[Collected data]
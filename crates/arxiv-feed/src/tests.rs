use std::fs;

use tempfile::tempdir;

use super::*;
use crate::{client::parse_feed, snapshot::Snapshot};

/// Single-entry response exercising hard wrapping, escaped entities, and
/// non-ASCII names end to end.
const QUERY_RESPONSE: &str = r#"<?xml version="1.0" encoding="UTF-8"?>
<feed xmlns="http://www.w3.org/2005/Atom">
  <title type="html">ArXiv Query: search_query=cat:math.PR</title>
  <entry>
    <id>http://arxiv.org/abs/2404.12345v1</id>
    <updated>2024-04-20T09:30:00Z</updated>
    <title>Couplings, Martingales,
  &amp; Concentration</title>
    <summary>  We revisit Azuma--Hoeffding
  bounds for dependent sequences.  </summary>
    <author><name>Émile Borel</name></author>
    <author><name>Paul Lévy</name></author>
  </entry>
</feed>"#;

#[traced_test]
#[test]
fn test_feed_to_snapshot_file_round_trip() -> anyhow::Result<()> {
  let papers = parse_feed(QUERY_RESPONSE)?;

  assert_eq!(papers.len(), 1);
  assert_eq!(papers[0].title, "Couplings, Martingales, & Concentration");
  assert_eq!(papers[0].summary, "We revisit Azuma--Hoeffding bounds for dependent sequences.");
  assert_eq!(papers[0].authors, vec!["Émile Borel", "Paul Lévy"]);

  let dir = tempdir()?;
  let path = dir.path().join("docs/arxiv_data.json");
  let snapshot = Snapshot::new("cat:math.PR", papers);
  snapshot.write(&path)?;

  let raw = fs::read_to_string(&path)?;
  assert!(raw.contains("Émile Borel"));

  let restored: Snapshot = serde_json::from_str(&raw)?;
  assert_eq!(restored.query, "cat:math.PR");
  assert!(restored.error.is_none());
  assert_eq!(restored.papers, snapshot.papers);
  Ok(())
}
use chrono::{DateTime, Local, Utc};

/// Timestamp embedded in result file names: `dd-mm-yyyy-hh-mm-ss`
pub fn file_timestamp(now: DateTime<Local>) -> String {
    now.format("%d-%m-%Y-%H-%M-%S").to_string()
}

/// Identifier for one run: `exec_<yyyymmddThhmmss>_<8 hex chars>`
pub fn execution_id(now: DateTime<Utc>) -> String {
    let suffix = uuid::Uuid::new_v4().simple().to_string();
    format!("exec_{}_{}", now.format("%Y%m%dT%H%M%S"), &suffix[..8])
}

pub fn format_duration(ms: u64) -> String {
    if ms < 1000 {
        format!("{}ms", ms)
    } else if ms < 60000 {
        format!("{:.1}s", ms as f64 / 1000.0)
    } else {
        let minutes = ms / 60000;
        let seconds = (ms % 60000) as f64 / 1000.0;
        format!("{}m {:.0}s", minutes, seconds)
    }
}

#[cfg(test)]
mod tests {
    use super::*;
    use chrono::TimeZone;

    #[test]
    fn test_file_timestamp_format() {
        let at = Local.with_ymd_and_hms(2024, 3, 7, 9, 5, 1).unwrap();
        assert_eq!(file_timestamp(at), "07-03-2024-09-05-01");
    }

    #[test]
    fn test_execution_id_shape() {
        let at = Utc.with_ymd_and_hms(2024, 3, 7, 9, 5, 1).unwrap();
        let id = execution_id(at);
        assert!(id.starts_with("exec_20240307T090501_"));
        assert_eq!(id.len(), "exec_20240307T090501_".len() + 8);
    }

    #[test]
    fn test_format_duration() {
        assert_eq!(format_duration(450), "450ms");
        assert_eq!(format_duration(2500), "2.5s");
        assert_eq!(format_duration(125000), "2m 5s");
    }
}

• _What this task involves_
Determine the number of lines in the entries that hold the string "minutes"; write that number and nothing else.

• _Reply to the exercise_
2